HOLA A MIS 39

He pasado decenas de veces junto a Rabindra Sarkar, el hombre hindú que pasa la mayoría de sus tardes apilando rocas de una forma increíble en Seaport Village, mi lugar favorito en San Diego, pero ayer fue la primera vez que me acerqué a intentar alinear yo misma dos de sus piedras. Cuando el alumno está listo, el maestro aparece.

Con mucha paciencia me explicó que debía encontrar la línea que comunica a las dos rocas que me invitó a unir para poder sostenerlas como él lo hace, uniéndolas por alguno de sus minúsculos puntos.
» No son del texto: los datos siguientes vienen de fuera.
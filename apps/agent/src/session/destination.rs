//! Where a session's files go.

use chrono::{DateTime, Local};
use log::debug;
use serde::{Deserialize, Serialize};
use std::fs;
use std::io::ErrorKind;
use std::path::{Path, PathBuf};

use super::SessionFailure;
use crate::device::DeviceId;

/// Collision suffixes tried before giving up (`_2` … `_99`).
const MAX_SUFFIX: u32 = 99;

#[derive(Debug, Clone, Copy, Default, PartialEq, Eq, Serialize, Deserialize)]
#[serde(rename_all = "snake_case")]
pub enum DestinationLayout {
    /// A fresh `{device}_{yyyyMMdd_HHmmss}` folder per session.
    #[default]
    Timestamped,
    /// One `{device}` folder reused across sessions, so re-plugging only copies new files.
    PerDevice,
}

impl DestinationLayout {
    pub fn parse(value: &str) -> Option<Self> {
        match value.trim().to_ascii_lowercase().replace('-', "_").as_str() {
            "timestamped" => Some(Self::Timestamped),
            "per_device" => Some(Self::PerDevice),
            _ => None,
        }
    }
}

/// Allocates destination folders under the backup root.
#[derive(Debug, Clone)]
pub struct DestinationPlanner {
    root: PathBuf,
    layout: DestinationLayout,
}

impl DestinationPlanner {
    pub fn new(root: impl Into<PathBuf>, layout: DestinationLayout) -> Self {
        Self {
            root: root.into(),
            layout,
        }
    }

    pub fn root(&self) -> &Path {
        &self.root
    }

    /// Creates the destination folder for a session on `id` started at `now`, parents included.
    ///
    /// With the timestamped layout the folder is always new: if two sessions start in the same
    /// second, the later one gets a `_2`, `_3`… suffix.
    pub fn allocate(&self, id: &DeviceId, now: DateTime<Local>) -> Result<PathBuf, SessionFailure> {
        fs::create_dir_all(&self.root).map_err(|e| failure(&self.root, e))?;

        match self.layout {
            DestinationLayout::PerDevice => {
                let dir = self.root.join(id.dir_name());
                fs::create_dir_all(&dir).map_err(|e| failure(&dir, e))?;
                Ok(dir)
            }
            DestinationLayout::Timestamped => {
                let base = format!("{}_{}", id.dir_name(), now.format("%Y%m%d_%H%M%S"));
                let mut candidate = self.root.join(&base);
                let mut suffix = 1;
                loop {
                    match fs::create_dir(&candidate) {
                        Ok(()) => return Ok(candidate),
                        Err(e) if e.kind() == ErrorKind::AlreadyExists && suffix < MAX_SUFFIX => {
                            suffix += 1;
                            debug!("{} already exists, trying suffix _{}", candidate.display(), suffix);
                            candidate = self.root.join(format!("{}_{}", base, suffix));
                        }
                        Err(e) => return Err(failure(&candidate, e)),
                    }
                }
            }
        }
    }
}

fn failure(path: &Path, err: std::io::Error) -> SessionFailure {
    SessionFailure::Destination {
        path: path.display().to_string(),
        message: err.to_string(),
    }
}
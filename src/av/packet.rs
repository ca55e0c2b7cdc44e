use std::time::Duration;

use super::MediaFormat;
use crate::codec::h264::convert_to_format;
use crate::config::Config;
use crate::error::Result;
use crate::utils::ByteBuffer;

/// A buffer of elementary-stream data tagged with its wire format.
///
/// One packet usually corresponds to one access unit and may hold several
/// concatenated NAL units sharing the declared format.
#[derive(Debug, Clone)]
pub struct Packet {
    /// Packet payload, delimiters included
    pub data: ByteBuffer,
    /// Wire format of `data`
    pub format: MediaFormat,
    /// Presentation timestamp
    pub pts: Option<i64>,
    /// Decoding timestamp
    pub dts: Option<i64>,
    /// Index of the stream this packet belongs to
    pub stream_index: usize,
    /// Whether the packet starts a keyframe
    pub is_key: bool,
    /// Packet duration
    pub duration: Option<Duration>,
}

impl Packet {
    /// Creates a packet with no timing information
    pub fn new(data: impl Into<ByteBuffer>, format: MediaFormat) -> Self {
        Self {
            data: data.into(),
            format,
            pts: None,
            dts: None,
            stream_index: 0,
            is_key: false,
            duration: None,
        }
    }

    /// Sets the presentation timestamp
    pub fn with_pts(mut self, pts: i64) -> Self {
        self.pts = Some(pts);
        self
    }

    /// Sets the decoding timestamp
    pub fn with_dts(mut self, dts: i64) -> Self {
        self.dts = Some(dts);
        self
    }

    /// Sets the stream index
    pub fn with_stream_index(mut self, index: usize) -> Self {
        self.stream_index = index;
        self
    }

    /// Marks the packet as a keyframe or not
    pub fn with_key_flag(mut self, is_key: bool) -> Self {
        self.is_key = is_key;
        self
    }

    /// Sets the packet duration
    pub fn with_duration(mut self, duration: Duration) -> Self {
        self.duration = Some(duration);
        self
    }

    /// Rewrites the packet's delimiters in place so it is tagged `target`.
    ///
    /// Timing metadata is untouched. On error the format tag is unchanged.
    pub fn convert_to(&mut self, target: MediaFormat, config: &Config) -> Result<()> {
        convert_to_format(&mut self.format, target, &mut self.data, config)
    }
}
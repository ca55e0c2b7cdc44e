//! # Utility Functions and Types
//!
//! Common helpers used by the reformatter. Currently this is the
//! [`ByteBuffer`] type, an owned byte buffer that supports inserting and
//! removing bytes in the middle, which is what delimiter rewriting needs.
//!
//! ```rust
//! use h264_reformat::utils::ByteBuffer;
//!
//! let mut buf = ByteBuffer::from(vec![0x00, 0x00, 0x00, 0x02, 0xAA, 0xBB]);
//! buf.remove_range(0..4);
//! buf.insert_at(0, &[0x00, 0x00, 0x01]);
//! assert_eq!(&buf[..], &[0x00, 0x00, 0x01, 0xAA, 0xBB]);
//! ```

/// Byte buffer with shifting inserts and removals
pub mod buffer;

pub use buffer::ByteBuffer;
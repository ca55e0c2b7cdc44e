//! # H.264/AVC Delimiter Reformatting
//!
//! H.264 elementary streams travel in two framings:
//!
//! - **AVCC**: every NAL unit is preceded by a big-endian length of 1, 2 or
//!   4 bytes (MP4, platform decoders)
//! - **Annex-B**: every NAL unit is preceded by a `00 00 01` or
//!   `00 00 00 01` start code (MPEG-TS, raw `.h264` files, RTSP sinks)
//!
//! This module rewrites a packet from one framing to the other in place.
//! It provides:
//!
//! - NAL unit header classification
//! - Start code detection that ignores `00 00 01` runs not followed by a
//!   plausible header byte
//! - Length prefix reading and writing
//! - A chunk loop driven by a pluggable extractor/inserter pair
//!
//! ## Example: AVCC to Annex-B
//!
//! ```rust
//! use h264_reformat::av::MediaFormat;
//! use h264_reformat::codec::h264::convert_to_format;
//! use h264_reformat::config::Config;
//! use h264_reformat::utils::ByteBuffer;
//!
//! # fn main() -> Result<(), Box<dyn std::error::Error>> {
//! let mut format = MediaFormat::H264Avcc32;
//! let mut data = ByteBuffer::from(vec![0x00, 0x00, 0x00, 0x02, 0xAA, 0xBB]);
//!
//! convert_to_format(&mut format, MediaFormat::H264Es, &mut data, &Config::default())?;
//!
//! assert_eq!(format, MediaFormat::H264Es);
//! assert_eq!(&data[..], &[0x00, 0x00, 0x00, 0x01, 0x09, 0xF0, 0xAA, 0xBB]);
//! # Ok(())
//! # }
//! ```
//!
//! Every Annex-B chunk is written behind an access unit delimiter rather than
//! its original NAL header. Set [`Config::keep_nal_header`](crate::config::Config)
//! to carry the original header byte through an Annex-B to AVCC conversion.

/// Orchestration of a whole-packet conversion
pub mod convert;
/// AVCC length prefixes
pub mod length;
/// NAL unit header byte encoding
pub mod nalu;
/// Format agnostic chunk loop and per-family extractors/inserters
pub mod reformat;
/// Format resolution and single header removal
pub mod resolve;
/// Annex-B start code detection
pub mod start_code;
/// NAL unit content and priority types
pub mod types;

#[doc(inline)]
pub use convert::{convert_to_es, convert_to_format};
#[doc(inline)]
pub use length::{nalu_length_size, read_length, write_length};
#[doc(inline)]
pub use nalu::{decode_nalu_byte, encode_nalu_byte};
#[doc(inline)]
pub use reformat::{reformat, ChunkExtractor, ChunkInserter, Extractor, Inserter};
#[doc(inline)]
pub use resolve::{remove_header, resolve_format};
#[doc(inline)]
pub use start_code::{find_nalu_start, is_start_code3, is_start_code4, start_code_len, StartCode};
#[doc(inline)]
pub use types::{NaluContent, NaluPriority};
Siempre creí que yo sería incapaz de lograr algo así y quizá cada vez que lo veía en los paseos familiares me limitaba a admirarlo y luego pasar de largo, pero ayer era mi cumpleaños número 39 y me acerqué con la única expectativa de vivir algo nuevo. Pero al unir las dos piedras y mover un poco la de arriba empecé a notar en ella lo que me dijo este “rockman” que pasó tres años de su vida meditando en silencio en los Himalayas: “Tienes que sentirlo, y ahí donde lo sientes, es el punto que va a unirlas”.

Sentí ese punto que Rabindra me decía, pero el reto era equilibrarla para que se quedara quieta justo ahí, en ese milimétrico espacio que la conectaba con la piedra de abajo. Observé la roca con ese tipo de atención que muy pocas veces practicamos, como si no hubiera nada más alrededor más que ella y yo, con el deseo profundo de conseguirlo pero sin ningún apego a que resultara como yo esperaba. Después de unos cinco minutos pude soltarla y ambas piedras quedaron unidas de forma vertical por un pequeñísimo punto. Me sentí feliz y Rabindra me dijo en tono de broma que ya tenía trabajo ahí. David le contó que era mi cumpleaños, entonces me tomó de la mano y lo invitó a él y a Emma a unir sus manos con las nuestras, cerró los ojos y recitó una oración en su idioma. Me sentí bendecida por lo que este hombre me enseñó y por tener la oportunidad de esta celebración con tres seres que adoro con el alma.

Seguimos caminando un buen rato por el embarcadero con vista a la bahía de San Diego, nos compramos una nieve y al llegar al pasto donde se yerguen impresionantes árboles “coral” que Emma adora escalar, tendimos una manta y nos recostamos para disfrutar la brisa marina y el sol menguante de media tarde en un limpísimo cielo azulado donde danzaban enormes papalotes. La idea era hacer un picnic, pero la única comida al final de cuentas fue una bolsa de chicharrones que David se trajo de casa, nuestros termos de agua y un par de burritos de frijol que compramos en la línea antes de cruzar la frontera. Eso fue más que suficiente.

Mi familia, el sol, el aire y cada una de mis experiencias han sido suficientes en estos 39 años. Y el retorno a ese centro que Rabindra me vino a recordar.